いとおかし*寿賀台の砂糖菓子


写真提供:村岡総本舗
いとおかし*寿賀台の砂糖菓子2010.11 より転載 © le studio massako mizoguti 

佐賀県南部には、婚礼の際に飾られた砂糖菓子尽くしの島台「寿賀台」(すがだい)の風習がありました。地元では「スガジャー」と呼びました。
実質的には昭和のうちに絶えてしまったそうですが、
砂糖菓子のあらゆる技を駆使した大変贅沢な婚礼菓子で、
これをつくることは、菓子職人の技量を見せることでもありました。

「寿賀台」に鯛とともに欠かせなかった「尉と姥」の砂糖菓子

この砂糖菓子(金花糖)を、佐賀出身の友人がお菓子屋さんに無理を聞いていただき、
つくっていただいては、少しづつ持ち帰ってきてくれます。
今回は「口砂香(こうさこう)」が人気の武雄市北方町の福田製菓店さんが、
寿賀台用の砂糖菓子の型をたくさんお持ちでしたので、
「尉と姥」(「おのえのじいさん ばあさん」と呼ぶ)をつくっていただきました。
福田さんご自身は、寿賀台をつくられたことはないそうですが、
砂糖菓子は普段からつくっていらっしゃるので、注文に応じてくださいました。
彩色は昔より淡く、部分的にとどめているとのことです。

菓子型は、菓子店廃業などの際、お菓子屋さんが引き継ぐことはよくあります。
そのような機会が一度ならずあったため、砂糖菓子の型は、陶器型の他に、瓦型(唐津百人町などで焼かれた)、木型があるそうです。
陶器型は、近くの弓野の土人形の型をつくる地域でつくられました。
土人形と砂糖人形の関係は興味のある点です。
 



写真提供:馬場製菓
嬉野市塩田の馬場製菓さんが昭和62、3年につくられた、最後の寿賀台です。
大きめの松が立てられ、その前にさまざまな有平細工や、鯛や恵比寿大黒、尉と姥などの砂糖菓子を配置します。


馬場製菓さんでも、普段から店頭に砂糖菓子や「こうさこう」が並んでいるそうです。写真は「和泉式部」。

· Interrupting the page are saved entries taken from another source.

//! Currency symbols and their display metadata

use anyhow::{Result, bail};
use serde::{Deserialize, Serialize};
use std::fmt::Display;
use std::str::FromStr;

pub const EUR_SYMBOL: &str = "EUR";

/// Symbol, name and flag for every currency the rates API is known to serve.
pub const KNOWN_CURRENCIES: &[(&str, &str, &str)] = &[
    ("AUD", "Australian Dollar", "🇦🇺"),
    ("BGN", "Bulgarian Lev", "🇧🇬"),
    ("BRL", "Brazilian Real", "🇧🇷"),
    ("CAD", "Canadian Dollar", "🇨🇦"),
    ("CHF", "Swiss Franc", "🇨🇭"),
    ("CNY", "Yuan Renminbi", "🇨🇳"),
    ("CZK", "Czech Koruna", "🇨🇿"),
    ("DKK", "Danish Krone", "🇩🇰"),
    ("EUR", "Euro", "🇪🇺"),
    ("GBP", "Pound Sterling", "🇬🇧"),
    ("HKD", "Hong Kong Dollar", "🇭🇰"),
    ("HRK", "Croatian Kuna", "🇭🇷"),
    ("HUF", "Forint", "🇭🇺"),
    ("IDR", "Rupiah", "🇮🇩"),
    ("ILS", "New Israeli Sheqel", "🇮🇱"),
    ("INR", "Indian Rupee", "🇮🇳"),
    ("ISK", "Iceland Krona", "🇮🇸"),
    ("JPY", "Yen", "🇯🇵"),
    ("KRW", "Won", "🇰🇷"),
    ("MXN", "Mexican Peso", "🇲🇽"),
    ("MYR", "Malaysian Ringgit", "🇲🇾"),
    ("NOK", "Norwegian Krone", "🇳🇴"),
    ("NZD", "New Zealand Dollar", "🇳🇿"),
    ("PHP", "Philippine Peso", "🇵🇭"),
    ("PLN", "Zloty", "🇵🇱"),
    ("RON", "New Romanian Leu", "🇷🇴"),
    ("RUB", "Russian Ruble", "🇷🇺"),
    ("SEK", "Swedish Krona", "🇸🇪"),
    ("SGD", "Singapore Dollar", "🇸🇬"),
    ("THB", "Baht", "🇹🇭"),
    ("TRY", "Turkish Lira", "🇹🇷"),
    ("USD", "US Dollar", "🇺🇸"),
    ("ZAR", "Rand", "🇿🇦"),
];

/// An ISO 4217 currency symbol, always upper-case.
#[derive(Debug, Clone, PartialEq, Eq, Hash, PartialOrd, Ord, Serialize, Deserialize)]
#[serde(try_from = "String", into = "String")]
pub struct Currency(String);

impl Currency {
    pub fn symbol(&self) -> &str {
        &self.0
    }

    /// Display name, empty for symbols missing from [`KNOWN_CURRENCIES`].
    pub fn name(&self) -> &'static str {
        self.metadata().map_or("", |(_, name, _)| *name)
    }

    /// Icon reference for the currency, if one is known.
    pub fn flag(&self) -> Option<&'static str> {
        self.metadata().map(|(_, _, flag)| *flag)
    }

    pub fn is_known(&self) -> bool {
        self.metadata().is_some()
    }

    pub fn known() -> impl Iterator<Item = Currency> {
        KNOWN_CURRENCIES
            .iter()
            .map(|(symbol, _, _)| Currency((*symbol).to_string()))
    }

    fn metadata(&self) -> Option<&'static (&'static str, &'static str, &'static str)> {
        KNOWN_CURRENCIES
            .iter()
            .find(|(symbol, _, _)| *symbol == self.0)
    }
}

impl Default for Currency {
    fn default() -> Self {
        Currency(EUR_SYMBOL.to_string())
    }
}

impl Display for Currency {
    fn fmt(&self, f: &mut std::fmt::Formatter<'_>) -> std::fmt::Result {
        f.write_str(&self.0)
    }
}

impl FromStr for Currency {
    type Err = anyhow::Error;

    fn from_str(s: &str) -> Result<Self, Self::Err> {
        let symbol = s.trim();
        if symbol.len() != 3 || !symbol.chars().all(|c| c.is_ascii_alphabetic()) {
            bail!("Invalid currency symbol: {}", s);
        }
        Ok(Currency(symbol.to_ascii_uppercase()))
    }
}

impl TryFrom<String> for Currency {
    type Error = anyhow::Error;

    fn try_from(value: String) -> Result<Self, Self::Error> {
        value.parse()
    }
}

impl From<Currency> for String {
    fn from(currency: Currency) -> Self {
        currency.0
    }
}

ページのいちばん上の寿賀台は伊万里の栗副製菓舗(廃業)さん指導・製作です。
佐賀での菓子まつりのために、村岡総本舗さんの熱意もあって実現した貴重な復元寿賀台だそうです。
黒松に掛けられた大きな緑の有平の帯が、熟練の細工を伺えます。
激減してはいるものの、今ならまだ技術を持つ方が現役でいらっしゃるので、
これからも、佐賀の砂糖菓子について調査していけたらと思います。

砂糖菓子(金花糖)は南蛮菓子の有平糖と近しい関係で、大航海時代に持ち込まれた技術とも考えられます。
なぜなら、ルーツの源であるアラブ、アラブの支配を受けたスペイン、さらににスペインの支配地域だったシチリアやフランドル、南米のメキシコなどに、「型に砂糖液を流した中空の造形」である砂糖人形が行事と直結して今も残っているからです。
日本と同じように、大航海時代の伝播と思われます。
また、中国、台湾にも現存することが確認できるので、伝播ルートは今後の研究課題です。

日本で中空の金花糖(砂糖人形)が残ることを確認できているのは、佐賀の他に長崎、福岡、石川、富山、新潟などの県で、海のルートでの伝播を感じます。
いずれも行事や信仰と深く結びついていたことも残ってきた大きな要因ではないかと思います。